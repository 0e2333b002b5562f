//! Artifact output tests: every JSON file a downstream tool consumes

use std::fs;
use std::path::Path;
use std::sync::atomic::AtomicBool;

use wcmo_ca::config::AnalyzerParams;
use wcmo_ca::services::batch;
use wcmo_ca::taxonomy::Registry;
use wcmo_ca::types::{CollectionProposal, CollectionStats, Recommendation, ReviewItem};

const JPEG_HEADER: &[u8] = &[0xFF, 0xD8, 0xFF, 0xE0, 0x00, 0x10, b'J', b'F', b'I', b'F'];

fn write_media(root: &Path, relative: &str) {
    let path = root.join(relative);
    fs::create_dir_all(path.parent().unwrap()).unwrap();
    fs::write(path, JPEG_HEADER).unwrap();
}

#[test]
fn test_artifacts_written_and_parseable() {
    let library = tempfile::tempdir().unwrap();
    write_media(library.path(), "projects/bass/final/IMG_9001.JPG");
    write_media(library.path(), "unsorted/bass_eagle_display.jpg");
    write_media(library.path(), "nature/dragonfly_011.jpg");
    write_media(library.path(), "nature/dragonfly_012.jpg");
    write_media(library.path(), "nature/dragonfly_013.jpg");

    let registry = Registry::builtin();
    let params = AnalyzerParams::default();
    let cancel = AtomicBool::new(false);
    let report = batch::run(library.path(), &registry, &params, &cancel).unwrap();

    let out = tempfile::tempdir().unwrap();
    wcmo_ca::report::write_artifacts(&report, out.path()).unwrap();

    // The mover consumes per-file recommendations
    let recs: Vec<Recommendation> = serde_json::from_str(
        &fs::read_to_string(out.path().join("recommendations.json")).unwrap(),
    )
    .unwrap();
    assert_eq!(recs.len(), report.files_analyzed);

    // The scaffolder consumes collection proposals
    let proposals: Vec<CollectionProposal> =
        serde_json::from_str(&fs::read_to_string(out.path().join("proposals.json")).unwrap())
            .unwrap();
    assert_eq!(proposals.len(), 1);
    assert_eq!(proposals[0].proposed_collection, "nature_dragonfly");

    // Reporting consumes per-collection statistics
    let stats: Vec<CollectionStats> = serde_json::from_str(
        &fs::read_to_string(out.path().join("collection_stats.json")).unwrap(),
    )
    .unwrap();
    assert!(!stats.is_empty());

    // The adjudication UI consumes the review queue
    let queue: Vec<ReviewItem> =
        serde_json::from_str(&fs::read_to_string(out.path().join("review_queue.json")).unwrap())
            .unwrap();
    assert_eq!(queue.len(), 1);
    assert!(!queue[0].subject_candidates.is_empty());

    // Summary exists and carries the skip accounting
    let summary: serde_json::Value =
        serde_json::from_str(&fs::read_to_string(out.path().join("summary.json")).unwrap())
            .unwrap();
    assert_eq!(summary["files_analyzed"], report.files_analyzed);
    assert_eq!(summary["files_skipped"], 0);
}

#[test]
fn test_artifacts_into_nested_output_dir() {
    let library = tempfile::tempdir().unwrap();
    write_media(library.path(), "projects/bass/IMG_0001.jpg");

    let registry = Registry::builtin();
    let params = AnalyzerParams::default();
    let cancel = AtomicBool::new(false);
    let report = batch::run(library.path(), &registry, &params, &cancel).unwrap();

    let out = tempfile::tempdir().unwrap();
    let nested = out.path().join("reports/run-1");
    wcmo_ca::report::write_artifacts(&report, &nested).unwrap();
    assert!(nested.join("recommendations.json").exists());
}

...

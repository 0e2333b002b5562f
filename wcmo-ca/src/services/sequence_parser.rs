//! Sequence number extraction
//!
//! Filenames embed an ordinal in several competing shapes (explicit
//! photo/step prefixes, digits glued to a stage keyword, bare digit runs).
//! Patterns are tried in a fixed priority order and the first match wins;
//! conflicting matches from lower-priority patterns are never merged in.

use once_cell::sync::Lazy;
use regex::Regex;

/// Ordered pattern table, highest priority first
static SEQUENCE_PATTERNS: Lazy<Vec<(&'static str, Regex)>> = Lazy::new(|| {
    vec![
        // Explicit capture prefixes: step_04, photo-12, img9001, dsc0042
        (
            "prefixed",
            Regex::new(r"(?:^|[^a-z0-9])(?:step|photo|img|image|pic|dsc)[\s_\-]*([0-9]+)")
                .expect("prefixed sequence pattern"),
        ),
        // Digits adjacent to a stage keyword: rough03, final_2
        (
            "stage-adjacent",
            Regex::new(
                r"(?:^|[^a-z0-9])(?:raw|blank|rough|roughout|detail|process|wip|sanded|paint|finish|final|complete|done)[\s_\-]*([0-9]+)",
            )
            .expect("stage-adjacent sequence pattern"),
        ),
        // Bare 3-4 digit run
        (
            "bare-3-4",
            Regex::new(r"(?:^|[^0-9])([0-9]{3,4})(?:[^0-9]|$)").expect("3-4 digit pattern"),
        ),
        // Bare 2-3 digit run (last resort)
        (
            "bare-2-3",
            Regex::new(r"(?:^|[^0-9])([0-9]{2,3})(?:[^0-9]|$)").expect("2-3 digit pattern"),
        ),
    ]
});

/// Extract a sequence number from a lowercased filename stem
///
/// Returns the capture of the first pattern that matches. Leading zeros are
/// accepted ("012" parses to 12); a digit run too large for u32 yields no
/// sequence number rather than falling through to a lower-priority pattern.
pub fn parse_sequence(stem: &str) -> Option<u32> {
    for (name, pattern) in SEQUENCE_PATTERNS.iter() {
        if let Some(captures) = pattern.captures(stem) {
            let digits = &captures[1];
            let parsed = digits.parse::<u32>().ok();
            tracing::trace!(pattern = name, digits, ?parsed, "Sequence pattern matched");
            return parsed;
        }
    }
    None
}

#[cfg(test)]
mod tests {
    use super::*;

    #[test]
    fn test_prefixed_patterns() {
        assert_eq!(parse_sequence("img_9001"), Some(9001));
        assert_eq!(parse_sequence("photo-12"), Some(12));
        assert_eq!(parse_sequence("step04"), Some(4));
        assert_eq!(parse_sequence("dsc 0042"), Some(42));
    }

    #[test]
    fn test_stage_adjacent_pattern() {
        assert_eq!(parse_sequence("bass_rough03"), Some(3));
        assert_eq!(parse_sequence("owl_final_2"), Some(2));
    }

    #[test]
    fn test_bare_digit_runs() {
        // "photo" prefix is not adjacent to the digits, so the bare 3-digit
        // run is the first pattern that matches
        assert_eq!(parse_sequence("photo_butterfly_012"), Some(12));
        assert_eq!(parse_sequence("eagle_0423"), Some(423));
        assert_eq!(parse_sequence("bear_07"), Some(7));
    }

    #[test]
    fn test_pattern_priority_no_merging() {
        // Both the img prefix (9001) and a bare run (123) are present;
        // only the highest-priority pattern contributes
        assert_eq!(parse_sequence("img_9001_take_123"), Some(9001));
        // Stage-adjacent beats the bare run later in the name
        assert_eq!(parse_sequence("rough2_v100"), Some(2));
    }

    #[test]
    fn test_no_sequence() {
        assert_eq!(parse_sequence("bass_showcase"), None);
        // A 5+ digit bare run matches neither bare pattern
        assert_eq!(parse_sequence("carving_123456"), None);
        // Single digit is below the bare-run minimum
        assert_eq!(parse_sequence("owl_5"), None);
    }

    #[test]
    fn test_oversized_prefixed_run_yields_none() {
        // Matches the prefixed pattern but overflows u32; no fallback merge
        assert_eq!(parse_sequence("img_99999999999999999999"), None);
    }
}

- _Instructions to follow_
An exact, complete copy of the lines above from the one with "if let Some(captures)" through the one with "the bare-run minimum" is the whole answer.

- _Written answer_
        if let Some(captures) = pattern.captures(stem) {
            let digits = &captures[1];
            let parsed = digits.parse::<u32>().ok();
            tracing::trace!(pattern = name, digits, ?parsed, "Sequence pattern matched");
            return parsed;
        }
    }
    None
}

#[cfg(test)]
mod tests {
    use super::*;

    #[test]
    fn test_prefixed_patterns() {
        assert_eq!(parse_sequence("img_9001"), Some(9001));
        assert_eq!(parse_sequence("photo-12"), Some(12));
        assert_eq!(parse_sequence("step04"), Some(4));
        assert_eq!(parse_sequence("dsc 0042"), Some(42));
    }

    #[test]
    fn test_stage_adjacent_pattern() {
        assert_eq!(parse_sequence("bass_rough03"), Some(3));
        assert_eq!(parse_sequence("owl_final_2"), Some(2));
    }

    #[test]
    fn test_bare_digit_runs() {
        // "photo" prefix is not adjacent to the digits, so the bare 3-digit
        // run is the first pattern that matches
        assert_eq!(parse_sequence("photo_butterfly_012"), Some(12));
        assert_eq!(parse_sequence("eagle_0423"), Some(423));
        assert_eq!(parse_sequence("bear_07"), Some(7));
    }

    #[test]
    fn test_pattern_priority_no_merging() {
        // Both the img prefix (9001) and a bare run (123) are present;
        // only the highest-priority pattern contributes
        assert_eq!(parse_sequence("img_9001_take_123"), Some(9001));
        // Stage-adjacent beats the bare run later in the name
        assert_eq!(parse_sequence("rough2_v100"), Some(2));
    }

    #[test]
    fn test_no_sequence() {
        assert_eq!(parse_sequence("bass_showcase"), None);
        // A 5+ digit bare run matches neither bare pattern
        assert_eq!(parse_sequence("carving_123456"), None);
        // Single digit is below the bare-run minimum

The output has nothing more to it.